## Problem statement
The answer must consist of each line of the records below that contains the string "zeta".

## Working data
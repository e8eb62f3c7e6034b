use ark_std::{
    fmt,
    marker::PhantomData,
    string::{String, ToString},
    vec::Vec,
};
use bnplonk_algebra::prelude::Scalar;
use digest::Digest;
use sha2::Sha256;

/// Errors of the Fiat-Shamir transcript.
#[derive(Debug, Clone, Eq, PartialEq)]
pub enum TranscriptError {
    /// The challenge was not declared when the transcript was created.
    ChallengeNotFound(String),
    /// The challenge has already been computed.
    ChallengeAlreadyComputed(String),
    /// The challenge declared before this one has not been computed yet.
    PreviousChallengeNotComputed(String),
}

impl fmt::Display for TranscriptError {
    fn fmt(&self, f: &mut fmt::Formatter<'_>) -> fmt::Result {
        use TranscriptError::*;
        match self {
            ChallengeNotFound(id) => write!(f, "challenge {} not found", id),
            ChallengeAlreadyComputed(id) => write!(f, "challenge {} already computed", id),
            PreviousChallengeNotComputed(id) => {
                write!(f, "the challenge before {} is not computed", id)
            }
        }
    }
}

impl ark_std::error::Error for TranscriptError {}

#[derive(Debug, Clone)]
struct Challenge {
    id: String,
    bindings: Vec<Vec<u8>>,
    value: Option<Vec<u8>>,
}

/// A Fiat-Shamir transcript with a fixed, ordered list of named challenges.
///
/// Each challenge is the digest of its name, the value of the previous
/// challenge (for all but the first one) and the bytes bound to it, in order.
#[derive(Debug, Clone)]
pub struct Transcript<D: Digest> {
    challenges: Vec<Challenge>,
    _digest: PhantomData<D>,
}

/// The transcript used by the verifier.
pub type Sha256Transcript = Transcript<Sha256>;

impl<D: Digest> Transcript<D> {
    /// Create a transcript for the given challenges, in the order they will
    /// be computed.
    pub fn new(challenge_ids: &[&str]) -> Self {
        Self {
            challenges: challenge_ids
                .iter()
                .map(|id| Challenge {
                    id: id.to_string(),
                    bindings: Vec::new(),
                    value: None,
                })
                .collect(),
            _digest: PhantomData,
        }
    }

    fn position(&self, id: &str) -> Result<usize, TranscriptError> {
        self.challenges
            .iter()
            .position(|c| c.id == id)
            .ok_or_else(|| TranscriptError::ChallengeNotFound(id.to_string()))
    }

    /// Append `bytes` to the data that challenge `id` is derived from.
    pub fn bind(&mut self, id: &str, bytes: &[u8]) -> Result<(), TranscriptError> {
        let pos = self.position(id)?;
        let challenge = &mut self.challenges[pos];
        if challenge.value.is_some() {
            return Err(TranscriptError::ChallengeAlreadyComputed(id.to_string()));
        }
        challenge.bindings.push(bytes.to_vec());
        Ok(())
    }

    /// Compute the challenge `id` and return the raw digest.
    pub fn compute_challenge(&mut self, id: &str) -> Result<Vec<u8>, TranscriptError> {
        let pos = self.position(id)?;
        if self.challenges[pos].value.is_some() {
            return Err(TranscriptError::ChallengeAlreadyComputed(id.to_string()));
        }

        let mut hasher = D::new();
        hasher.update(id.as_bytes());
        if pos > 0 {
            match &self.challenges[pos - 1].value {
                Some(previous) => hasher.update(previous),
                None => {
                    return Err(TranscriptError::PreviousChallengeNotComputed(
                        id.to_string(),
                    ))
                }
            }
        }
        for binding in self.challenges[pos].bindings.iter() {
            hasher.update(binding);
        }

        let value = hasher.finalize().to_vec();
        self.challenges[pos].value = Some(value.clone());
        Ok(value)
    }
}

/// Read a challenge digest as a big-endian integer reduced modulo the field order.
pub fn challenge_scalar<S: Scalar>(bytes: &[u8]) -> S {
    S::from_be_bytes_mod_order(bytes)
}

#[cfg(test)]
mod test {
    use super::*;
    use bnplonk_algebra::bn254::BN254Scalar;

    #[test]
    fn challenge_is_hash_of_name_previous_and_bindings() {
        let mut fs = Sha256Transcript::new(&["gamma", "beta"]);
        fs.bind("gamma", b"one").unwrap();
        fs.bind("gamma", b"two").unwrap();
        let gamma = fs.compute_challenge("gamma").unwrap();

        let mut h = Sha256::new();
        h.update(b"gamma");
        h.update(b"one");
        h.update(b"two");
        assert_eq!(gamma, h.finalize().to_vec());

        fs.bind("beta", b"three").unwrap();
        let beta = fs.compute_challenge("beta").unwrap();
        let mut h = Sha256::new();
        h.update(b"beta");
        h.update(&gamma);
        h.update(b"three");
        assert_eq!(beta, h.finalize().to_vec());
    }

    #[test]
    fn ordering_is_enforced() {
        let mut fs = Sha256Transcript::new(&["gamma", "beta"]);
        assert_eq!(
            fs.compute_challenge("beta"),
            Err(TranscriptError::PreviousChallengeNotComputed("beta".into()))
        );
        assert_eq!(
            fs.bind("alpha", b""),
            Err(TranscriptError::ChallengeNotFound("alpha".into()))
        );

        fs.compute_challenge("gamma").unwrap();
        assert_eq!(
            fs.compute_challenge("gamma"),
            Err(TranscriptError::ChallengeAlreadyComputed("gamma".into()))
        );
        assert_eq!(
            fs.bind("gamma", b"late"),
            Err(TranscriptError::ChallengeAlreadyComputed("gamma".into()))
        );
        assert!(fs.compute_challenge("beta").is_ok());
    }

    #[test]
    fn challenges_are_deterministic() {
        let run = || {
            let mut fs = Sha256Transcript::new(&["zeta"]);
            fs.bind("zeta", &[1, 2, 3]).unwrap();
            challenge_scalar::<BN254Scalar>(&fs.compute_challenge("zeta").unwrap())
        };
        assert_eq!(run(), run());
    }
}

## Solution to this problem
            let mut fs = Sha256Transcript::new(&["zeta"]);
            fs.bind("zeta", &[1, 2, 3]).unwrap();
            challenge_scalar::<BN254Scalar>(&fs.compute_challenge("zeta").unwrap())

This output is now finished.